THE BOOK: This collection provides fresh perspectives on the Industrial and Commercial Workers’ Union of Africa (ICU). By far the largest black political organisation in southern Africa before the 1940s, the ICU was active in six countries and in global trade union networks, and lasted into the 1950s. Chapters examine different aspects of the ICU’s record, achievements and failures in relation to the post-apartheid present. In its syndicalist One Big Union approach to workers’ rights; emphasis on economic freedoms; internationalism; unmatched presence in rural areas and on farms; and robust protection of women and migrant workers, the ICU overshadowed rivals like the African National Congress (ANC), the Communist Party, and the Southern Rhodesia Bantu Voters' Association. It helped forge a popular counter-public, and promised freedom through a general strike.
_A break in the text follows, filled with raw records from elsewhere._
//! Tests for WAL Recovery
//!
//! These tests verify:
//! - Recovery from a clean WAL and from an empty WAL
//! - Torn tails and corrupted entries are cut off
//! - Only committed transactions are replayed, in commit order
//! - Replay is idempotent
//! - Verify mode reports without modifying the file

use std::fs::{File, OpenOptions};
use std::io::Write;
use std::path::PathBuf;

use emberkv::volume::{MemoryVolume, Volume, VolumeOptions};
use emberkv::wal::{Operation, WalEntry, WalRecovery, HEADER_SIZE};
use tempfile::TempDir;

// =============================================================================
// Helper Functions
// =============================================================================

fn setup_temp_wal() -> (TempDir, PathBuf) {
    let temp_dir = TempDir::new().unwrap();
    let wal_path = temp_dir.path().join("data.wal");
    (temp_dir, wal_path)
}

fn small_volume() -> MemoryVolume {
    MemoryVolume::new(VolumeOptions {
        page_shift: 10,
        zero_out: true,
        print_stack_at_offset: None,
    })
}

/// Builds a log with increasing LSNs
struct LogBuilder {
    entries: Vec<WalEntry>,
}

impl LogBuilder {
    fn new() -> Self {
        Self {
            entries: Vec::new(),
        }
    }

    fn push(mut self, txn: u64, operation: Operation) -> Self {
        let lsn = self.entries.len() as u64 + 1;
        self.entries.push(WalEntry::new(lsn, txn, operation));
        self
    }

    fn write(self, txn: u64, offset: u64, data: &[u8]) -> Self {
        self.push(
            txn,
            Operation::Write {
                offset,
                data: data.to_vec(),
            },
        )
    }

    fn save(&self, path: &PathBuf) {
        let mut file = File::create(path).unwrap();
        for entry in &self.entries {
            file.write_all(&entry.serialize().unwrap()).unwrap();
        }
        file.sync_all().unwrap();
    }
}

// =============================================================================
// Scanning
// =============================================================================

#[test]
fn test_recover_clean_log() {
    let (_dir, path) = setup_temp_wal();
    let log = LogBuilder::new()
        .push(1, Operation::Begin)
        .write(1, 0, b"hello")
        .push(1, Operation::Commit);
    log.save(&path);

    let (entries, result) = WalRecovery::recover(&path).unwrap();

    assert_eq!(entries, log.entries);
    assert_eq!(result.entries_recovered, 3);
    assert_eq!(result.entries_corrupted, 0);
    assert_eq!(result.last_lsn, 3);
    assert!(!result.was_truncated);
    assert_eq!(result.transactions_committed, 1);
}

#[test]
fn test_recover_empty_log() {
    let (_dir, path) = setup_temp_wal();
    File::create(&path).unwrap();

    let (entries, result) = WalRecovery::recover(&path).unwrap();
    assert!(entries.is_empty());
    assert_eq!(result.last_lsn, 0);
    assert!(!result.was_truncated);
}

#[test]
fn test_recover_truncates_torn_tail() {
    let (_dir, path) = setup_temp_wal();
    LogBuilder::new()
        .push(1, Operation::Begin)
        .push(1, Operation::Commit)
        .save(&path);
    let valid_len = std::fs::metadata(&path).unwrap().len();

    let mut file = OpenOptions::new().append(true).open(&path).unwrap();
    file.write_all(&[0x11; 20]).unwrap();
    drop(file);

    let (entries, result) = WalRecovery::recover(&path).unwrap();
    assert_eq!(entries.len(), 2);
    assert!(result.was_truncated);
    assert_eq!(result.entries_corrupted, 0);
    assert_eq!(std::fs::metadata(&path).unwrap().len(), valid_len);
}

#[test]
fn test_recover_counts_corrupt_entry() {
    let (_dir, path) = setup_temp_wal();
    LogBuilder::new()
        .push(1, Operation::Begin)
        .push(1, Operation::Commit)
        .save(&path);

    let mut frame = WalEntry::new(3, 2, Operation::Begin).serialize().unwrap();
    frame[HEADER_SIZE] ^= 0xFF;
    let mut file = OpenOptions::new().append(true).open(&path).unwrap();
    file.write_all(&frame).unwrap();
    drop(file);

    let (entries, result) = WalRecovery::recover(&path).unwrap();
    assert_eq!(entries.len(), 2);
    assert_eq!(result.entries_corrupted, 1);
    assert!(result.was_truncated);
}

#[test]
fn test_verify_does_not_modify_file() {
    let (_dir, path) = setup_temp_wal();
    LogBuilder::new().push(1, Operation::Begin).save(&path);
    let mut file = OpenOptions::new().append(true).open(&path).unwrap();
    file.write_all(&[0x22; 5]).unwrap();
    drop(file);
    let before = std::fs::metadata(&path).unwrap().len();

    let result = WalRecovery::verify(&path).unwrap();

    assert!(result.was_truncated);
    assert_eq!(result.transactions_discarded, 1);
    assert_eq!(std::fs::metadata(&path).unwrap().len(), before);
}

// =============================================================================
// Transaction Grouping
// =============================================================================

#[test]
fn test_only_committed_transactions_are_grouped() {
    let log = LogBuilder::new()
        .push(1, Operation::Begin)
        .push(2, Operation::Begin)
        .write(1, 0, b"a")
        .write(2, 8, b"b")
        .push(3, Operation::Begin)
        .write(3, 16, b"c")
        .push(2, Operation::Commit)
        .push(3, Operation::Rollback)
        .write(1, 24, b"d")
        .push(1, Operation::Commit)
        // Never begun: ignored
        .write(9, 32, b"x")
        .push(9, Operation::Commit);

    let committed = WalRecovery::committed_transactions(&log.entries);

    let order: Vec<u64> = committed.iter().map(|t| t.txn).collect();
    assert_eq!(order, vec![2, 1]);
    assert_eq!(committed[1].operations.len(), 2);
    assert_eq!(committed[1].commit_lsn, 10);
}

#[test]
fn test_uncommitted_transaction_is_not_replayed() {
    let log = LogBuilder::new()
        .push(1, Operation::Begin)
        .write(1, 0, b"committed")
        .push(1, Operation::Commit)
        .push(2, Operation::Begin)
        .write(2, 0, b"CLOBBERED");

    let volume = small_volume();
    let stats = WalRecovery::replay(&log.entries, &volume).unwrap();

    assert_eq!(stats.transactions, 1);
    assert_eq!(stats.operations, 1);
    assert_eq!(volume.read(0, 9).unwrap(), b"committed");
}

#[test]
fn test_replay_grows_volume_and_clears() {
    let log = LogBuilder::new()
        .push(1, Operation::Begin)
        .write(1, 3000, &[0xFF; 100])
        .push(1, Operation::Commit)
        .push(2, Operation::Begin)
        .push(2, Operation::Clear {
            offset: 3050,
            len: 10,
        })
        .push(2, Operation::Commit);

    let volume = small_volume();
    WalRecovery::replay(&log.entries, &volume).unwrap();

    assert_eq!(volume.length(), 4096);
    let bytes = volume.read(3000, 100).unwrap();
    assert!(bytes[..50].iter().all(|&b| b == 0xFF));
    assert!(bytes[50..60].iter().all(|&b| b == 0));
    assert!(bytes[60..].iter().all(|&b| b == 0xFF));
}

#[test]
fn test_replay_twice_equals_replay_once() {
    let log = LogBuilder::new()
        .push(1, Operation::Begin)
        .write(1, 0, b"first version")
        .write(1, 100, b"other")
        .push(1, Operation::Commit)
        .push(2, Operation::Begin)
        .write(2, 0, b"second")
        .push(2, Operation::Clear { offset: 100, len: 2 })
        .push(2, Operation::Commit);

    let once = small_volume();
    WalRecovery::replay(&log.entries, &once).unwrap();

    let twice = small_volume();
    WalRecovery::replay(&log.entries, &twice).unwrap();
    WalRecovery::replay(&log.entries, &twice).unwrap();

    assert_eq!(once.length(), twice.length());
    assert_eq!(
        once.read(0, once.length() as usize).unwrap(),
        twice.read(0, twice.length() as usize).unwrap()
    );
}
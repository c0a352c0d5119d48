//! Database Handle
//!
//! Ties the pieces together for callers: opens the store, builds the
//! wrapper chain the config asks for, and hands out named maps.
//!
//! ## Responsibilities
//! - Validate the configuration and open the store
//! - Route record operations through the wrapper chain
//! - Resolve named hash/tree maps through the catalog
//! - Clean shutdown (drain async writes, checkpoint, release the lock)
//!
//! Dropping a `Db` without calling [`Db::close`] behaves like a crash:
//! uncommitted work is lost and the WAL is replayed at the next open.

use std::sync::Arc;
use std::time::Duration;

use bytes::Bytes;

use crate::config::{CacheMode, Config, Location};
use crate::engine::{build_chain, CacheSweeper, Engine, EngineStats, PressureLevel};
use crate::error::Result;
use crate::map::{Catalog, HashMap, MapKind, MapOptions, TreeMap};
use crate::store::{Recid, Store};

pub struct Db {
    config: Config,

    /// Direct handle for checks that bypass the wrappers
    store: Arc<Store>,

    /// Top of the wrapper chain; every record operation goes through here
    engine: Arc<dyn Engine>,

    catalog: Catalog,

    /// Periodic memory-pressure signal for the cache, if one is configured
    sweeper: Option<CacheSweeper>,
}

impl Db {
    /// Open or create a database
    ///
    /// On startup:
    /// 1. Validate the configuration
    /// 2. Open the store (lock, WAL replay, index rebuild)
    /// 3. Wrap it in the enabled cache/metrics/async layers
    /// 4. Start the cache sweeper
    ///
    /// The volume page size of an existing store wins over the configured one;
    /// [`Db::config`] reports the size in effect.
    pub fn open(location: Location, config: Config) -> Result<Self> {
        config.validate()?;
        let store = Arc::new(Store::open(&location, &config)?);
        let config = store.config().clone();
        let engine = build_chain(Arc::clone(&store), &config)?;
        let catalog = Catalog::new(Arc::clone(&engine));

        let sweeper = if config.cache_mode != CacheMode::Disabled
            && config.cache_executor_period_ms > 0
        {
            let period = Duration::from_millis(config.cache_executor_period_ms);
            Some(CacheSweeper::start(&engine, period)?)
        } else {
            None
        };

        Ok(Self {
            config,
            store,
            engine,
            catalog,
            sweeper,
        })
    }

    /// Open an in-memory database
    pub fn memory(config: Config) -> Result<Self> {
        Self::open(Location::Memory, config)
    }

    // =========================================================================
    // Record Operations
    // =========================================================================

    pub fn put(&self, payload: &[u8]) -> Result<Recid> {
        self.engine.put(payload)
    }

    pub fn preallocate(&self) -> Result<Recid> {
        self.engine.preallocate()
    }

    pub fn get(&self, recid: Recid) -> Result<Bytes> {
        self.engine.get(recid)
    }

    pub fn contains(&self, recid: Recid) -> Result<bool> {
        self.engine.contains(recid)
    }

    pub fn update(&self, recid: Recid, payload: &[u8]) -> Result<()> {
        self.engine.update(recid, payload)
    }

    pub fn delete(&self, recid: Recid) -> Result<()> {
        self.engine.delete(recid)
    }

    // =========================================================================
    // Transactions and Maintenance
    // =========================================================================

    /// Make every change since the last commit durable
    pub fn commit(&self) -> Result<()> {
        self.engine.commit()
    }

    /// Discard every change since the last commit
    ///
    /// Maps created since the last commit are gone afterwards and must be
    /// reopened by name.
    pub fn rollback(&self) -> Result<()> {
        self.engine.rollback()
    }

    /// Rewrite the volume without free space; requires no pending changes
    pub fn compact(&self) -> Result<()> {
        self.engine.compact()
    }

    /// Full non-overlap check of the committed layout
    pub fn check_consistency(&self) -> Result<()> {
        self.store.check_consistency()
    }

    pub fn stats(&self) -> EngineStats {
        self.engine.stats()
    }

    pub fn release_memory(&self, level: PressureLevel) {
        self.engine.release_memory(level)
    }

    // =========================================================================
    // Named Maps
    // =========================================================================

    /// Open the hash map `name`, creating it on first use
    pub fn hash_map(&self, name: &str) -> Result<HashMap> {
        let root = self.catalog.open_or_create(name, MapKind::Hash, || {
            HashMap::create(&self.engine, self.config.concurrency_level)
        })?;
        HashMap::open(Arc::clone(&self.engine), root, MapOptions::from_config(&self.config))
    }

    /// Open the ordered map `name`, creating it on first use
    pub fn tree_map(&self, name: &str) -> Result<TreeMap> {
        let root = self.catalog.open_or_create(name, MapKind::Tree, || {
            TreeMap::create(&self.engine, self.config.concurrency_level)
        })?;
        TreeMap::open(Arc::clone(&self.engine), root, MapOptions::from_config(&self.config))
    }

    /// Named maps in name order
    pub fn maps(&self) -> Result<Vec<(String, MapKind)>> {
        self.catalog.list()
    }

    pub fn config(&self) -> &Config {
        &self.config
    }

    pub fn location(&self) -> &Location {
        self.store.location()
    }

    /// Drain pending writes, checkpoint and release the directory
    ///
    /// Uncommitted changes are discarded.
    pub fn close(mut self) -> Result<()> {
        if let Some(mut sweeper) = self.sweeper.take() {
            sweeper.stop();
        }
        self.engine.close()
    }
}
Not just an exercise in excavating struggle history, this volume demonstrates that the traditions and legacies of the ICU are of great relevance to contemporary southern Africa.

SPEAKERS:
Anusa Daimon, University of Freiburg, on the rise of the ICU in Zimbabwe.
Chitja Twala, University of Limpopo, on the ICU in small town South Africa.
Lucien van der Walt, NALSU/ Rhodes University, on the ICU in Namibian mining towns.

JOINING ONLINE: If attending this blended event online, please register in advance at https://tinyurl.com/dmn82dps

SPEAKER BIOS:
Dr Daimon's research looks at migration, transnational ethnic minorities, labour, and politics in southern Africa. He is working on a monograph on Malawian migrant communities.

Professor van der Walt has published widely, including "Anarchism and Syndicalism in the Colonial and Postcolonial World, 1880-1940" (2010, with Steven Hirsch) and "Politics at a Distance from the State: Radical and African Perspectives" (2018, with Kirk Helliker).

Professor Twala works on liberation history and Bantustan history . He has been awarded fellowships at Harvard University, the University of Ghana, and the University of California.

HOSTS: Based in the Eastern Cape, South Africa, NALSU is engaged in policy, research and workers' education, has a democratic, non-sectarian, non-aligned and pluralist practice, and active relations with a range of advocacy, labour and research organisations. We are named in honour of Dr Neil Hudson Aggett, union organiser and medical doctor who died in 1982 in an apartheid jail after enduring brutality and torture.